Look through the entries below and return all lines including the word "AppState".

----- Material for this task -----

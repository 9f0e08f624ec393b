//! Bidirectional mapping between FUSE inodes and virtual paths.
//!
//! The engine crates are entirely path-keyed (per the adapter's
//! `writeBuffers`/`readCache` maps), but `fuser::Filesystem` callbacks are
//! inode-keyed. This table is the one place that bridges the two.

use std::sync::atomic::{AtomicU64, Ordering};

use chatfs_core::VirtualPath;
use dashmap::DashMap;

/// The root inode number, per FUSE convention.
pub const ROOT_INODE: u64 = 1;

struct InodeEntry {
    path: VirtualPath,
    nlookup: AtomicU64,
}

/// Thread-safe inode <-> path table with `nlookup` reference counting so
/// `forget()` can be honored correctly.
pub struct InodeTable {
    by_inode: DashMap<u64, InodeEntry>,
    by_path: DashMap<VirtualPath, u64>,
    next_inode: AtomicU64,
}

impl InodeTable {
    #[must_use]
    pub fn new() -> Self {
        let table = Self {
            by_inode: DashMap::new(),
            by_path: DashMap::new(),
            next_inode: AtomicU64::new(ROOT_INODE + 1),
        };
        table.by_inode.insert(ROOT_INODE, InodeEntry { path: VirtualPath::root(), nlookup: AtomicU64::new(1) });
        table.by_path.insert(VirtualPath::root(), ROOT_INODE);
        table
    }

    /// Returns the inode for `path`, allocating one and bumping `nlookup` if
    /// it did not already have one.
    pub fn get_or_insert(&self, path: &VirtualPath) -> u64 {
        if let Some(existing) = self.by_path.get(path) {
            let inode = *existing;
            if let Some(entry) = self.by_inode.get(&inode) {
                entry.nlookup.fetch_add(1, Ordering::Relaxed);
            }
            return inode;
        }

        let inode = self.next_inode.fetch_add(1, Ordering::Relaxed);
        self.by_inode.insert(inode, InodeEntry { path: path.clone(), nlookup: AtomicU64::new(1) });
        self.by_path.insert(path.clone(), inode);
        inode
    }

    #[must_use]
    pub fn path_for(&self, inode: u64) -> Option<VirtualPath> {
        self.by_inode.get(&inode).map(|e| e.path.clone())
    }

    #[must_use]
    pub fn inode_for(&self, path: &VirtualPath) -> Option<u64> {
        self.by_path.get(path).map(|v| *v)
    }

    /// Decrements `nlookup` by `count` and removes the entry once it drops
    /// to zero. The root inode is never forgotten.
    pub fn forget(&self, inode: u64, count: u64) {
        if inode == ROOT_INODE {
            return;
        }
        let remaining = {
            let Some(entry) = self.by_inode.get(&inode) else { return };
            let old = entry.nlookup.fetch_sub(count, Ordering::AcqRel);
            old.saturating_sub(count)
        };
        if remaining == 0 {
            if let Some((_, entry)) = self.by_inode.remove(&inode) {
                self.by_path.remove(&entry.path);
            }
        }
    }

    /// Called after a rename: re-points the existing inode at its new path
    /// so open file handles keep working.
    pub fn rename(&self, old_path: &VirtualPath, new_path: &VirtualPath) {
        if let Some((_, inode)) = self.by_path.remove(old_path) {
            if let Some(mut entry) = self.by_inode.get_mut(&inode) {
                entry.path = new_path.clone();
            }
            self.by_path.insert(new_path.clone(), inode);
        }
    }

    /// Drops the inode entirely, regardless of `nlookup`. Used after a
    /// delete, since the kernel has no further use for the mapping.
    pub fn remove(&self, path: &VirtualPath) {
        if let Some((_, inode)) = self.by_path.remove(path) {
            self.by_inode.remove(&inode);
        }
    }
}

impl Default for InodeTable {
    fn default() -> Self {
        Self::new()
    }
}
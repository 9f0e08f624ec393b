//! Data model, per-file authenticated encryption, and chunking.
//!
//! This crate has no networking and no filesystem I/O of its own: it is the
//! pure core that the rest of the workspace builds around. `chatfs-index`
//! persists the types defined here, `chatfs-transport` moves the chunks this
//! crate produces, and `chatfs-fuse` orchestrates all of it.

pub mod chunker;
pub mod crypto;
pub mod model;
pub mod path;

pub use chunker::{ChunkError, Chunker};
pub use crypto::{Crypto, CryptoError, MasterKey};
pub use model::{ChunkRef, FileRecord};
pub use path::VirtualPath;

/// Authenticated-encryption overhead added to every encrypted buffer:
/// a 12-byte IV followed by a 16-byte GCM tag.
pub const ENCRYPTION_OVERHEAD: usize = 28;
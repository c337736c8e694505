//! Marketstall Storefront - public store pages and the vendor portal.
//!
//! This binary serves both on port 3000 by default.
//!
//! # Architecture
//!
//! - Axum web framework with JSON handlers
//! - In-memory business registry loaded from a YAML seed
//! - `moka` cache for published storefront views
//! - tower-sessions (in-memory) for demo vendor login and tenant selection

#![cfg_attr(not(test), forbid(unsafe_code))]

use marketstall_storefront::config::StorefrontConfig;
use marketstall_storefront::state::AppState;
use sentry::integrations::tracing as sentry_tracing;
use tracing_subscriber::{layer::SubscriberExt, util::SubscriberInitExt};

/// Initialize Sentry error tracking and return guard that must be kept alive.
fn init_sentry(config: &StorefrontConfig) -> Option<sentry::ClientInitGuard> {
    let dsn = config.sentry_dsn.as_ref()?;

    let guard = sentry::init((
        dsn.as_str(),
        sentry::ClientOptions {
            release: sentry::release_name!(),
            environment: config
                .sentry_environment
                .clone()
                .map(std::borrow::Cow::Owned),
            sample_rate: config.sentry_sample_rate,
            traces_sample_rate: config.sentry_traces_sample_rate,
            attach_stacktrace: true,
            ..Default::default()
        },
    ));

    tracing::info!("Sentry initialized");
    Some(guard)
}

/// Filter tracing events to Sentry event types.
fn sentry_event_filter(metadata: &tracing::Metadata<'_>) -> sentry_tracing::EventFilter {
    match *metadata.level() {
        tracing::Level::ERROR | tracing::Level::WARN => sentry_tracing::EventFilter::Event,
        tracing::Level::INFO | tracing::Level::DEBUG => sentry_tracing::EventFilter::Breadcrumb,
        _ => sentry_tracing::EventFilter::Ignore,
    }
}

#[tokio::main]
async fn main() {
    // Load configuration from environment (needed for Sentry init)
    let config = StorefrontConfig::from_env().expect("Failed to load configuration");

    // Initialize Sentry (must be done before tracing subscriber)
    let _sentry_guard = init_sentry(&config);

    // Defaults to info level for our crate if RUST_LOG is not set
    let env_filter = tracing_subscriber::EnvFilter::try_from_default_env()
        .unwrap_or_else(|_| "marketstall_storefront=info,tower_http=debug".into());

    // JSON lines for log shippers, text for humans
    let json_logs = std::env::var("MARKETSTALL_LOG_FORMAT").is_ok_and(|v| v == "json");
    let json_layer =
        json_logs.then(|| tracing_subscriber::fmt::layer().json().flatten_event(true));
    let text_layer = (!json_logs).then(tracing_subscriber::fmt::layer);

    tracing_subscriber::registry()
        .with(env_filter)
        .with(json_layer)
        .with(text_layer)
        .with(sentry_tracing::layer().event_filter(sentry_event_filter))
        .init();

    let state = AppState::from_config(config.clone()).expect("Failed to load business registry");

    let app = marketstall_storefront::app(state)
        // Sentry layers (outermost for full request coverage)
        .layer(sentry_tower::NewSentryLayer::new_from_top())
        .layer(sentry_tower::SentryHttpLayer::new().enable_transaction());

    let addr = config.socket_addr();
    tracing::info!("storefront listening on {}", addr);

    let listener = tokio::net::TcpListener::bind(addr)
        .await
        .expect("Failed to bind to address");

    axum::serve(listener, app)
        .with_graceful_shutdown(shutdown_signal())
        .await
        .expect("Server error");
}

/// Wait for shutdown signal (Ctrl+C or SIGTERM).
async fn shutdown_signal() {
    let ctrl_c = async {
        tokio::signal::ctrl_c()
            .await
            .expect("Failed to install Ctrl+C handler");
    };

    #[cfg(unix)]
    let terminate = async {
        tokio::signal::unix::signal(tokio::signal::unix::SignalKind::terminate())
            .expect("Failed to install signal handler")
            .recv()
            .await;
    };

    #[cfg(not(unix))]
    let terminate = std::future::pending::<()>();

    tokio::select! {
        () = ctrl_c => {},
        () = terminate => {},
    }

    tracing::info!("Shutdown signal received, starting graceful shutdown");
}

-----

> **Response to this exercise**
use marketstall_storefront::state::AppState;
    let state = AppState::from_config(config.clone()).expect("Failed to load business registry");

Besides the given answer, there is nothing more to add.